SA-26755

Summary

Using SAML 2.0 with Identity provider is Okta.

The SP initiated and IDP initiated Login is working fine without any issue.

The Pega Rules timeout is configured with time out setting of 30 minutes with Force authentication option.

After session time out, using a pxSessionTimer, the  user is directed to the to IDP login screen in a popup window as expected. However, when user tries to re authenticate and submit the request, Pega is redirecting the user again to Okta login screen and not resuming the original session. Thus after a timeout, user is not able to resume his session as the same OKta login screen is shown again and again.
Okta is submitting proper details with correct relay state as mentioned in attachment.
 

Error Messages

Not applicable

Steps to Reproduce

1. Use SAML 2.0 with pxSessionTimer that allows reauthentication.
2. Login to PRPC System.
3. Wait for Timeout.
    

Root Cause

The client had modified the pySAMLWebSSOAuthenticationActivity were the user Id from the SAMLResponse was the users email and a custom service call was required to get the actual user Id.
This was put into an Unauthenticated Ruleset and part of the Unauthenticated AccessGroup. This was being called and working  properly during initial authentication.
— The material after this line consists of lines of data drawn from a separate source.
use crate::core::grid::DayLogModel;
use crate::errors::{AppError, AppResult};
use crate::models::day_log::DayLogRecord;
use crate::ui::messages::{success, warning};
use clap::ValueEnum;
use serde::Serialize;
use std::fs::File;
use std::io::{self, Write};
use std::path::Path;

#[derive(Clone, Copy, Debug, PartialEq, Eq, ValueEnum)]
pub enum ExportFormat {
    Csv,
    Json,
}

impl ExportFormat {
    pub fn as_str(&self) -> &'static str {
        match self {
            ExportFormat::Csv => "csv",
            ExportFormat::Json => "json",
        }
    }
}

/// One grid entry, flattened for CSV.
#[derive(Serialize, Clone, Debug, PartialEq)]
pub struct EntryExport {
    pub log_id: i64,
    pub trip: i64,
    pub date: String,
    pub log_status: String,
    pub hour: u8,
    pub duty_status: String,
    pub location: String,
    pub remarks: String,
}

/// Flatten records into one row per recorded hour, ordered by date then
/// hour. Days that were never edited contribute their bootstrapped grid.
pub fn entry_rows(records: &[DayLogRecord]) -> Vec<EntryExport> {
    let mut sorted: Vec<&DayLogRecord> = records.iter().collect();
    sorted.sort_by_key(|r| (r.date, r.id));

    let mut rows = Vec::new();
    for record in sorted {
        let model = DayLogModel::from_record(record);
        for (hour, entry) in model.entries() {
            rows.push(EntryExport {
                log_id: record.id,
                trip: record.trip,
                date: record.date_str(),
                log_status: record.status.to_db_str().to_string(),
                hour: *hour,
                duty_status: entry.status.to_db_str().to_string(),
                location: entry.location_str().to_string(),
                remarks: entry.remarks_str().to_string(),
            });
        }
    }
    rows
}

pub struct ExportLogic;

impl ExportLogic {
    /// Export daily logs.
    ///
    /// - `csv`: one row per recorded hour ([`EntryExport`])
    /// - `json`: the full records, snapshot included
    ///
    /// Returns the number of rows (csv) or records (json) written.
    pub fn export(
        records: &[DayLogRecord],
        format: ExportFormat,
        path: &Path,
        force: bool,
    ) -> AppResult<usize> {
        if !path.is_absolute() {
            return Err(AppError::Export(format!(
                "Output file path must be absolute: {}",
                path.display()
            )));
        }

        if records.is_empty() {
            warning("No logs found for the selected trip. Nothing to export.");
            return Ok(0);
        }

        ensure_writable(path, force)?;

        let written = match format {
            ExportFormat::Csv => export_csv(&entry_rows(records), path)?,
            ExportFormat::Json => export_json(records, path)?,
        };

        success(format!(
            "{} export completed: {}",
            format.as_str().to_uppercase(),
            path.display()
        ));
        Ok(written)
    }
}

/// Check whether the file may be overwritten.
fn ensure_writable(path: &Path, force: bool) -> AppResult<()> {
    if !path.exists() || force {
        return Ok(());
    }

    eprint!(
        "⚠️  File '{}' already exists. Overwrite? [y/N]: ",
        path.display()
    );
    io::stderr().flush().ok();

    let mut answer = String::new();
    io::stdin().read_line(&mut answer)?;
    let ans = answer.trim().to_ascii_lowercase();

    if ans == "y" || ans == "yes" {
        Ok(())
    } else {
        Err(AppError::Export(
            "Export cancelled: existing file not overwritten".into(),
        ))
    }
}

fn export_json(records: &[DayLogRecord], path: &Path) -> AppResult<usize> {
    let json_data = serde_json::to_string_pretty(records)
        .map_err(|e| AppError::Export(format!("JSON serialization error: {e}")))?;

    let mut file = File::create(path)?;
    file.write_all(json_data.as_bytes())?;
    Ok(records.len())
}

fn export_csv(rows: &[EntryExport], path: &Path) -> AppResult<usize> {
    let mut wtr = csv::Writer::from_path(path)
        .map_err(|e| AppError::Export(format!("CSV open error: {e}")))?;

    if rows.is_empty() {
        // keep a header line even without entries
        wtr.write_record([
            "log_id",
            "trip",
            "date",
            "log_status",
            "hour",
            "duty_status",
            "location",
            "remarks",
        ])
        .map_err(|e| AppError::Export(format!("CSV write error: {e}")))?;
    }

    for item in rows {
        wtr.serialize(item)
            .map_err(|e| AppError::Export(format!("CSV write error: {e}")))?;
    }

    wtr.flush()
        .map_err(|e| AppError::Export(format!("CSV flush error: {e}")))?;
    Ok(rows.len())
}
On timeout the client modified pySAMLWebSSOAuthenticationActivity was not being called. The end users runtime ruleset stack did NOT include the Unauthenticated Ruleset.  Authentication on timeout was not occurring because the user email was not a valid Data-Admin-Operator-ID record in the system. At this point it properly redirected back to the IDP as authentication on timeout was not successful.
 

Resolution

When using a pxSessionTimer that allows for re-authentication onTimeout you need to make sure that the RuleSets the timeout activities are defined in are in the users runtime ruleset list. 

In this example the client added the Unauthetnticated Ruleset to the application definition.